# [WORK ITEM]
Your task is to transcribe the entries below exactly, from their first line down to the line containing "if hi > 79.0", and to stop there.

** EXERCISE INPUT follows **

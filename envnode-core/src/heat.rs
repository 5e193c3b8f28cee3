//! Apparent temperature from air temperature and humidity
//!
//! Uses the NWS formulation: Steadman's simple average below 80 °F and the
//! Rothfusz regression with its two humidity corrections above it. Inputs and
//! output are Celsius; the regression itself is defined in Fahrenheit.

fn c_to_f(celsius: f32) -> f32 {
    celsius * 1.8 + 32.0
}

fn f_to_c(fahrenheit: f32) -> f32 {
    (fahrenheit - 32.0) * 0.555_555_6
}

/// Heat index (°C) for `celsius` at `humidity` %RH
pub fn heat_index(celsius: f32, humidity: f32) -> f32 {
    let t = c_to_f(celsius);
    let rh = humidity;

    let mut hi = 0.5 * (t + 61.0 + (t - 68.0) * 1.2 + rh * 0.094);

    if hi > 79.0 {
        hi = -42.379 + 2.049_015_2 * t + 10.143_331 * rh
            - 0.224_755_41 * t * rh
            - 0.006_837_83 * t * t
            - 0.054_817_17 * rh * rh
            + 0.001_228_74 * t * t * rh
            + 0.000_852_82 * t * rh * rh
            - 0.000_001_99 * t * t * rh * rh;

        if rh < 13.0 && (80.0..=112.0).contains(&t) {
            hi -= ((13.0 - rh) * 0.25) * libm::sqrtf((17.0 - libm::fabsf(t - 95.0)) * 0.058_82);
        } else if rh > 85.0 && (80.0..=87.0).contains(&t) {
            hi += ((rh - 85.0) * 0.1) * ((87.0 - t) * 0.2);
        }
    }

    f_to_c(hi)
}
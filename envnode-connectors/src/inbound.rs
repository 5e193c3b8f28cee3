//! Decoding of messages received on the subscribed topics
//!
//! Two topics feed the node:
//!
//! - `{base}/config`: a partial [`ConfigUpdate`], e.g. `{"buffer_size": 30}`.
//!   Unknown keys are ignored.
//!   Each key is checked on its own; an out-of-range value is skipped.
//! - `{base}/commands`: `{"command": "clear_buffer"}`,
//!   `{"command": "reset_config"}` or `{"command": "request_data"}`.
//!
//! Applying a message answers on the status topic the way the firmware
//! does: a full status record after a config change, `{"status": ...}` after
//! a command that changes state.

use envnode_core::node::SampleFilter;
use envnode_core::{Command, Config, ConfigUpdate, SensorNode};
use serde::Deserialize;
use thiserror::Error;

use crate::publisher::MqttPublisher;
use crate::topics::Topics;
use crate::Connector;

/// Reasons an inbound message is dropped
#[derive(Debug, Error)]
pub enum InboundError {
    #[error("Malformed JSON: {0}")]
    Json(#[from] serde_json::Error),

    #[error("Command message without a command field")]
    MissingCommand,

    #[error("Unknown command: {0}")]
    UnknownCommand(String),

    #[error("Not an inbound topic: {0}")]
    UnknownTopic(String),
}

/// A decoded inbound message
#[derive(Debug, Clone, Copy, PartialEq)]
pub enum Inbound {
    /// Partial configuration update
    Config(ConfigUpdate),
    /// Remote command
    Command(Command),
}

impl Inbound {
    /// Applies the message to the node and its configuration
    ///
    /// Replies go out through `publisher`; a failed reply is counted in its
    /// stats and otherwise ignored. Returns whether `config` changed, so the
    /// caller knows to persist it.
    pub fn apply<F, C>(
        &self,
        node: &mut SensorNode<F>,
        config: &mut Config,
        publisher: &mut MqttPublisher<C>,
    ) -> bool
    where
        F: SampleFilter,
        C: Connector,
    {
        match self {
            Inbound::Config(update) => {
                let changed = update.apply(config);
                if changed {
                    let battery = node.last_reading().map_or(0.0, |r| r.battery_pct);
                    let _ = publisher.publish_status(battery, config);
                }
                changed
            }
            Inbound::Command(command) => {
                let before = *config;
                if let Some(ack) = node.handle_command(*command, config, publisher) {
                    let _ = publisher.publish_status_event(ack.status());
                }
                before != *config
            }
        }
    }
}

#[derive(Deserialize)]
struct CommandEnvelope {
    command: Option<String>,
}

/// Parses a partial config update; unknown keys are ignored
pub fn decode_config(payload: &[u8]) -> Result<ConfigUpdate, InboundError> {
    Ok(serde_json::from_slice(payload)?)
}

/// Parses a `{"command": ...}` message
pub fn decode_command(payload: &[u8]) -> Result<Command, InboundError> {
    let envelope: CommandEnvelope = serde_json::from_slice(payload)?;
    let name = envelope.command.ok_or(InboundError::MissingCommand)?;
    Command::from_name(&name).ok_or(InboundError::UnknownCommand(name))
}

/// Dispatches on the topic a message arrived on
pub fn decode(topics: &Topics, topic: &str, payload: &[u8]) -> Result<Inbound, InboundError> {
    if topic == topics.config() {
        decode_config(payload).map(Inbound::Config)
    } else if topic == topics.commands() {
        decode_command(payload).map(Inbound::Command)
    } else {
        Err(InboundError::UnknownTopic(topic.to_string()))
    }
}
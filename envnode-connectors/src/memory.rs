//! In-process connector
//!
//! Keeps every published message in order. Used by tests and by host-side
//! simulations that want to inspect the traffic a node would produce.

use crate::{Connector, ConnectorError};

/// One published message
#[derive(Debug, Clone, PartialEq, Eq)]
pub struct Message {
    pub topic: String,
    pub payload: Vec<u8>,
}

impl Message {
    /// Payload as UTF-8, empty if it is not valid text
    pub fn text(&self) -> &str {
        std::str::from_utf8(&self.payload).unwrap_or("")
    }
}

/// Connector that records instead of transmitting
#[derive(Debug, Default)]
pub struct MemoryConnector {
    messages: Vec<Message>,
    connected: bool,
}

impl MemoryConnector {
    /// Starts disconnected
    pub fn new() -> Self {
        Self::default()
    }

    pub fn connected() -> Self {
        Self {
            connected: true,
            ..Self::default()
        }
    }

    pub fn set_connected(&mut self, connected: bool) {
        self.connected = connected;
    }

    pub fn messages(&self) -> &[Message] {
        &self.messages
    }

    pub fn messages_on(&self, topic: &str) -> Vec<&Message> {
        self.messages.iter().filter(|m| m.topic == topic).collect()
    }

    /// Removes and returns everything recorded so far
    pub fn take(&mut self) -> Vec<Message> {
        std::mem::take(&mut self.messages)
    }
}

impl Connector for MemoryConnector {
    fn send(&mut self, topic: &str, data: &[u8]) -> Result<(), ConnectorError> {
        if !self.connected {
            return Err(ConnectorError::NotConnected);
        }
        self.messages.push(Message {
            topic: topic.to_string(),
            payload: data.to_vec(),
        });
        Ok(())
    }

    fn is_connected(&self) -> bool {
        self.connected
    }
}

#[cfg(test)]
mod tests {
    use super::*;

    #[test]
    fn refuses_while_disconnected() {
        let mut connector = MemoryConnector::new();
        assert!(matches!(
            connector.send("a", b"x"),
            Err(ConnectorError::NotConnected)
        ));
        assert!(connector.messages().is_empty());
    }

    #[test]
    fn records_in_order() {
        let mut connector = MemoryConnector::connected();
        connector.send("a", b"1").unwrap();
        connector.send("b", b"2").unwrap();
        connector.send("a", b"3").unwrap();

        let on_a: Vec<_> = connector.messages_on("a").iter().map(|m| m.text()).collect();
        assert_eq!(on_a, vec!["1", "3"]);

        let all = connector.take();
        assert_eq!(all.len(), 3);
        assert!(connector.messages().is_empty());
    }
}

** End of EXERCISE INPUT **

# [SOLUTION FOR THIS EXERCISE]
filename envnode-core/src/heat.rs
repository 5e193c3b8f28cee3
//! Apparent temperature from air temperature and humidity
//!
//! Uses the NWS formulation: Steadman's simple average below 80 °F and the
//! Rothfusz regression with its two humidity corrections above it. Inputs and
//! output are Celsius; the regression itself is defined in Fahrenheit.

fn c_to_f(celsius: f32) -> f32 {
    celsius * 1.8 + 32.0
}

fn f_to_c(fahrenheit: f32) -> f32 {
    (fahrenheit - 32.0) * 0.555_555_6
}

/// Heat index (°C) for `celsius` at `humidity` %RH
pub fn heat_index(celsius: f32, humidity: f32) -> f32 {
    let t = c_to_f(celsius);
    let rh = humidity;

    let mut hi = 0.5 * (t + 61.0 + (t - 68.0) * 1.2 + rh * 0.094);

    if hi > 79.0 {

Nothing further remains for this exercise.